# Task requirements
Output the line that contains "pub fn mean_power_watts(&self)" and every line after it to the end of the entries, with nothing added or left out.

# Given data
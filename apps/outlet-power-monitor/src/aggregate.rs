use crate::sampler::Sample;
use chrono::{DateTime, Utc};
use std::time::Duration;
use thiserror::Error;

#[derive(Debug, Error, Clone, PartialEq, Eq)]
pub enum AggregateError {
    #[error("no samples collected")]
    NoSamples,
}

/// Shutdown statistics for one run.
///
/// Only [`summarize`] builds one, so every field is derived from the sample
/// sequence and the two lifecycle marks.
#[derive(Debug, Clone, PartialEq)]
pub struct RunSummary {
    start_ts: DateTime<Utc>,
    end_ts: DateTime<Utc>,
    sample_count: usize,
    total_runtime_secs: f64,
    mean_probe_secs: f64,
    mean_power_watts: f64,
}

impl RunSummary {
    pub fn start_ts(&self) -> DateTime<Utc> {
        self.start_ts
    }

    pub fn end_ts(&self) -> DateTime<Utc> {
        self.end_ts
    }

    pub fn sample_count(&self) -> usize {
        self.sample_count
    }

    pub fn total_runtime_secs(&self) -> f64 {
        self.total_runtime_secs
    }

    pub fn mean_probe_secs(&self) -> f64 {
        self.mean_probe_secs
    }

    pub fn mean_power_watts(&self) -> f64 {
        self.mean_power_watts
    }
}

/// `elapsed` is the monotonic span from loop start to finalization, measured
/// directly rather than summed from probe times and pauses.
pub fn summarize(
    samples: &[Sample],
    start_ts: DateTime<Utc>,
    end_ts: DateTime<Utc>,
    elapsed: Duration,
) -> Result<RunSummary, AggregateError> {
    let mean_probe_secs =
        mean(samples.iter().map(|s| s.probe_secs)).ok_or(AggregateError::NoSamples)?;
    let mean_power_watts =
        mean(samples.iter().map(|s| s.power_watts)).ok_or(AggregateError::NoSamples)?;

    Ok(RunSummary {
        start_ts,
        end_ts,
        sample_count: samples.len(),
        total_runtime_secs: round_to(elapsed.as_secs_f64(), 1),
        mean_probe_secs: round_to(mean_probe_secs, 2),
        mean_power_watts: round_to(mean_power_watts, 2),
    })
}

fn mean(values: impl Iterator<Item = f64>) -> Option<f64> {
    let (sum, count) = values.fold((0.0, 0usize), |(sum, count), v| (sum + v, count + 1));
    if count == 0 {
        None
    } else {
        Some(sum / count as f64)
    }
}

pub fn round_to(value: f64, places: i32) -> f64 {
    let factor = 10f64.powi(places);
    (value * factor).round() / factor
}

# Result of the exercise
    pub fn mean_power_watts(&self) -> f64 {
        self.mean_power_watts
    }
}

/// `elapsed` is the monotonic span from loop start to finalization, measured
/// directly rather than summed from probe times and pauses.
pub fn summarize(
    samples: &[Sample],
    start_ts: DateTime<Utc>,
    end_ts: DateTime<Utc>,
    elapsed: Duration,
) -> Result<RunSummary, AggregateError> {
    let mean_probe_secs =
        mean(samples.iter().map(|s| s.probe_secs)).ok_or(AggregateError::NoSamples)?;
    let mean_power_watts =
        mean(samples.iter().map(|s| s.power_watts)).ok_or(AggregateError::NoSamples)?;

    Ok(RunSummary {
        start_ts,
        end_ts,
        sample_count: samples.len(),
        total_runtime_secs: round_to(elapsed.as_secs_f64(), 1),
        mean_probe_secs: round_to(mean_probe_secs, 2),
        mean_power_watts: round_to(mean_power_watts, 2),
    })
}

fn mean(values: impl Iterator<Item = f64>) -> Option<f64> {
    let (sum, count) = values.fold((0.0, 0usize), |(sum, count), v| (sum + v, count + 1));
    if count == 0 {
        None
    } else {
        Some(sum / count as f64)
    }
}

pub fn round_to(value: f64, places: i32) -> f64 {
    let factor = 10f64.powi(places);
    (value * factor).round() / factor
}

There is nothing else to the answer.